Spoon-Fed: Why Almost Everything We’ve Been Told About Food Is Wrong
S**K
fast delivery
perfect condition and fast delivery
S**R
Excellent
Spector provides pragmatic guidance on foods and diet that is based on real science.
A**R
Disappointing
This book is highly derivative and if you are even moderately well informed about nutrition it will contain no new information. It is simply a repackage if other people’s science, all of which has already been extensively covered elsewhere.
I**K
Excellent review of the current state of nutrition science, and why things need to change.

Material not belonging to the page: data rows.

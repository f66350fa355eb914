//! Repository port for pail document persistence.

use crate::pail::domain::{PailDocument, PailId};
use std::sync::Arc;
use thiserror::Error;

/// Result type for pail repository operations.
pub type PailRepositoryResult<T> = Result<T, PailRepositoryError>;

/// Pail document persistence contract.
///
/// A record is stored at a location derived solely from its identifier.
/// Lookups treat a missing record as `None`, never as an error.
pub trait PailRepository: Send + Sync {
    /// Writes the full document for `id`, creating the record location when
    /// it does not exist yet and replacing any previous document.
    ///
    /// # Errors
    ///
    /// Returns [`PailRepositoryError`] when the document cannot be encoded
    /// or written.
    fn save(&self, id: PailId, document: &PailDocument) -> PailRepositoryResult<()>;

    /// Finds the document stored for `id`.
    ///
    /// Returns `None` when no record exists.
    fn find_by_id(&self, id: PailId) -> PailRepositoryResult<Option<PailDocument>>;

    /// Removes the record for `id` together with everything stored beneath
    /// it.
    ///
    /// Returns `false` when no record existed.
    fn remove(&self, id: PailId) -> PailRepositoryResult<bool>;

    /// Returns the identifiers of all stored records, sorted.
    fn list_ids(&self) -> PailRepositoryResult<Vec<PailId>>;
}

/// Errors returned by pail repository implementations.
#[derive(Debug, Clone, Error)]
pub enum PailRepositoryError {
    /// An underlying filesystem operation failed.
    #[error("i/o failure for pail {id}: {cause}")]
    Io {
        /// Record the operation targeted.
        id: PailId,
        /// Underlying failure.
        cause: Arc<std::io::Error>,
    },

    /// The record root could not be accessed.
    #[error("i/o failure on pail root: {0}")]
    Root(Arc<std::io::Error>),

    /// A stored document is not valid JSON, or a document failed to encode.
    #[error("malformed document for pail {id}: {cause}")]
    Serialization {
        /// Record whose document is malformed.
        id: PailId,
        /// Underlying decode or encode failure.
        cause: Arc<serde_json::Error>,
    },

    /// Persistence-layer failure.
    #[error("persistence error: {0}")]
    Persistence(Arc<dyn std::error::Error + Send + Sync>),
}

impl PailRepositoryError {
    /// Wraps an I/O failure on a record.
    #[must_use]
    pub fn io(id: PailId, err: std::io::Error) -> Self {
        Self::Io {
            id,
            cause: Arc::new(err),
        }
    }

    /// Wraps an I/O failure on the record root.
    #[must_use]
    pub fn root(err: std::io::Error) -> Self {
        Self::Root(Arc::new(err))
    }

    /// Wraps an encoding or decoding failure.
    #[must_use]
    pub fn serialization(id: PailId, err: serde_json::Error) -> Self {
        Self::Serialization {
            id,
            cause: Arc::new(err),
        }
    }

    /// Wraps a persistence error.
    pub fn persistence(err: impl std::error::Error + Send + Sync + 'static) -> Self {
        Self::Persistence(Arc::new(err))
    }
}
pub mod alphabet;
pub mod error;
pub mod message;
pub mod pattern;

pub use alphabet::*;
pub use error::*;
pub use message::*;
pub use pattern::*;
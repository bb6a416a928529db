// Alphabet
//------------------------------------------------------------------------------

const ABSENT: u8 = u8::MAX;

/// Ordered set of characters a symbology accepts. A character's position is both its
/// checksum weight and its row in the symbology's [`PatternTable`](super::PatternTable).
///
/// The character to index lookup is built at compile time, so membership tests are a
/// single table read.
#[derive(Debug)]
pub struct Alphabet {
    chars: &'static [u8],
    lookup: [u8; 128],
}

impl Alphabet {
    pub const fn new(chars: &'static [u8]) -> Self {
        assert!(chars.len() < ABSENT as usize, "Alphabet has too many characters");

        let mut lookup = [ABSENT; 128];
        let mut i = 0;
        while i < chars.len() {
            let c = chars[i] as usize;
            assert!(c < 128, "Alphabet characters must be ASCII");
            assert!(lookup[c] == ABSENT, "Alphabet characters must be unique");
            lookup[c] = i as u8;
            i += 1;
        }

        Self { chars, lookup }
    }

    pub fn index(&self, ch: char) -> Option<usize> {
        if !ch.is_ascii() {
            return None;
        }
        match self.lookup[ch as usize] {
            ABSENT => None,
            i => Some(i as usize),
        }
    }

    pub fn char_at(&self, index: usize) -> char {
        debug_assert!(index < self.chars.len(), "Index {index} is outside the alphabet");
        self.chars[index] as char
    }

    pub fn contains(&self, ch: char) -> bool {
        self.index(ch).is_some()
    }

    pub const fn len(&self) -> usize {
        self.chars.len()
    }

    pub const fn is_empty(&self) -> bool {
        self.chars.is_empty()
    }

    pub fn chars(&self) -> impl Iterator<Item = char> + '_ {
        self.chars.iter().map(|&c| c as char)
    }
}
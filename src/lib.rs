//! # linbar
//!
//! A Rust library for generating linear (1D) barcodes. Every symbology is a table-driven
//! encoder: the message is validated against the symbology's alphabet and length limit,
//! check characters are computed from the alphabet indices, and the data patterns are
//! framed between start and stop patterns into a single bar/space run-length pattern.
//!
//! ## Features
//!
//! - **Code 11**: digits and dash, with zero, one (C) or two (C and K) check digits
//! - **Code 39**: upper case alphanumerics and `- . $ / + %` plus space, with an optional
//!   modulo 43 check character
//! - **Row expansion**: turn the run-length pattern into drawable bars, or plug in your
//!   own [`RowExpander`]
//! - **Rendering**: grayscale image or terminal preview of the bars
//!
//! ## Quick Start
//!
//! ### Code 11
//!
//! ```rust
//! use linbar::{BarcodeBuilder, CheckDigits, Code11};
//!
//! # fn main() -> Result<(), Box<dyn std::error::Error>> {
//! let barcode = BarcodeBuilder::new("135")
//!     .symbology(Code11::new(CheckDigits::Two)) // if not provided, defaults to Code 11 with one check digit
//!     .build()?;
//!
//! assert_eq!(barcode.text(), "135");
//! assert_eq!(barcode.checksum(), "34");
//! assert!(barcode.pattern().starts_with("113311"));
//!
//! let img = barcode.to_image(2, 60); // 2 pixels per module, 60 pixels tall
//! assert_eq!(img.width(), barcode.width() * 2);
//! # Ok(())
//! # }
//! ```
//!
//! ### Code 39
//!
//! ```rust
//! use linbar::{BarcodeBuilder, Code39};
//!
//! # fn main() -> Result<(), Box<dyn std::error::Error>> {
//! let barcode = BarcodeBuilder::new("code39")
//!     .symbology(Code39::new(true)) // lower case input is folded to upper case
//!     .build()?;
//!
//! assert_eq!(barcode.text(), "*CODE39W*");
//! # Ok(())
//! # }
//! ```
//!
//! ### Errors
//!
//! Encoding fails only on invalid input, before any pattern is produced.
//!
//! ```rust
//! use linbar::{BarcodeBuilder, BarcodeError};
//!
//! let err = BarcodeBuilder::new("12A").build().unwrap_err();
//! assert_eq!(err, BarcodeError::InvalidData { ch: 'A', pos: 2 });
//!
//! let long = "1".repeat(122);
//! let err = BarcodeBuilder::new(&long).build().unwrap_err();
//! assert_eq!(err, BarcodeError::InvalidDataLength { len: 122, max: 121 });
//! ```
//!
//! ## Row Patterns
//!
//! A row pattern is a string of single digit element widths in modules, starting with a
//! bar and alternating bar and space. Code 11 `"135"` with one check digit encodes to
//!
//! ```text
//! 113311 311131 331111 313111 331111 113311
//! start  1      3      5      C=3    stop
//! ```

pub mod builder;
pub(crate) mod common;
pub mod render;
pub mod symbology;

pub use builder::{encode, Barcode, BarcodeBuilder};
pub use common::{decode_message, Alphabet, BarcodeError, BarcodeResult, PatternTable};
pub use render::{Bar, BarExpander, RowExpander};
pub use symbology::{CheckDigits, Code11, Code39, LinearSymbology, Symbology};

This book provides an up-to-date overview of the current state of nutrition research, by examining various food myths, including: Supplements, Meat, Pesticides, Labeling, Exercise, Salt, Alcohol, Bottled water etc. It is generally easy to read, interesting, informative, occasionally amusing, and certainly holds the reader’s attention.It attacks bad scientific studies (with inferences made from small sample sizes, no corresponding control group, and biased sponsors), and includes a much needed assault on the vested interests of the food industry, complicit/lazy governments, and even negligent science bodies.Since food science is complex, and much still unknown (e.g. effect on the gut microbiome), the author often tempers his advice with “probables” (e.g. fish is probably not harmful for you).If you follow nutritional research, much of the content may be familiar to you, additionally the author occasionally adds details from his Twin Studies research, as well as personal anecdotes. In some ways, the book sits alongside Michael Pollen’s Food Rules, and much of the content of the NutritionFacts website.The last chapter provides a useful overview of the whole book, and includes a clarion call to pester governments and institutes to implement helpful food strategies rather than be led be the various vested interests of food manufacturers.Overall, an excellent review of the current state of nutrition science, where we are, and why things need to change.
K**R
Really disappointing
I was so looking forward to reading this but honestly I didn't learn much of practical use. There is some interesting information about the food industry, fish, water etc. but anybody with an interest in diet and nutrition will be aware of most of it already. I am non the wiser about an optimal diet for my health.
T**Y
Valuable health information but...
There's a biblical saying that there's more joy in heaven when a sinner repents than when faced with the already pious. On that score, Spector scores 5 Stars, being a top researcher who now rejects the 'food myths' he once believed. But, although it takes courage to make a stand against orthodoxy, Spector has bided his time before 'coming out'. Many of the food myths he says are news to him have been known about for decades. Nevertheless, this book is a valuable and lively expose of the nutritional establishment’s pseudoscience, which still dominates official health advice. Even more valuable is Spector's discussion of the importance of gut bacteria in everyday health, a field in which he is rightly acknowledged as a pioneer. So, again 5 stars. However, the book contains some jarring notes. He confines his myth-busting to nutrition, apparently supporting the establishment view that the pharmaceutical industry does not also peddle myths. Similarly, he spends a good 5% of his book on climate change – an irrelevance to his subject – and once again accepts the dogma that carbon dioxide and methane are the primary drivers of global warming. There a number of minor errors, such as that folate and folic acid are identical. They are indeed chemically the same but not biochemically, and thus affect people differently – a bizarre error in a book which rightly and importantly stresses the individual differences in people’s responses to what they ingest.
E**Y
It didn’t disappoint!
Having read The Diet Myth I was excited to read Spoonfed. It didn’t disappoint. It doesn’t tell you what to eat but gives clear advice so you can make your own informed choices about what you choose to eat whether it be fish or meat or just plant foods. I will certainly think twice before I buy fish in future and I’m going to stop taking Omega 3 fish oils. A must read for anyone interested in food and a healthy microbiome.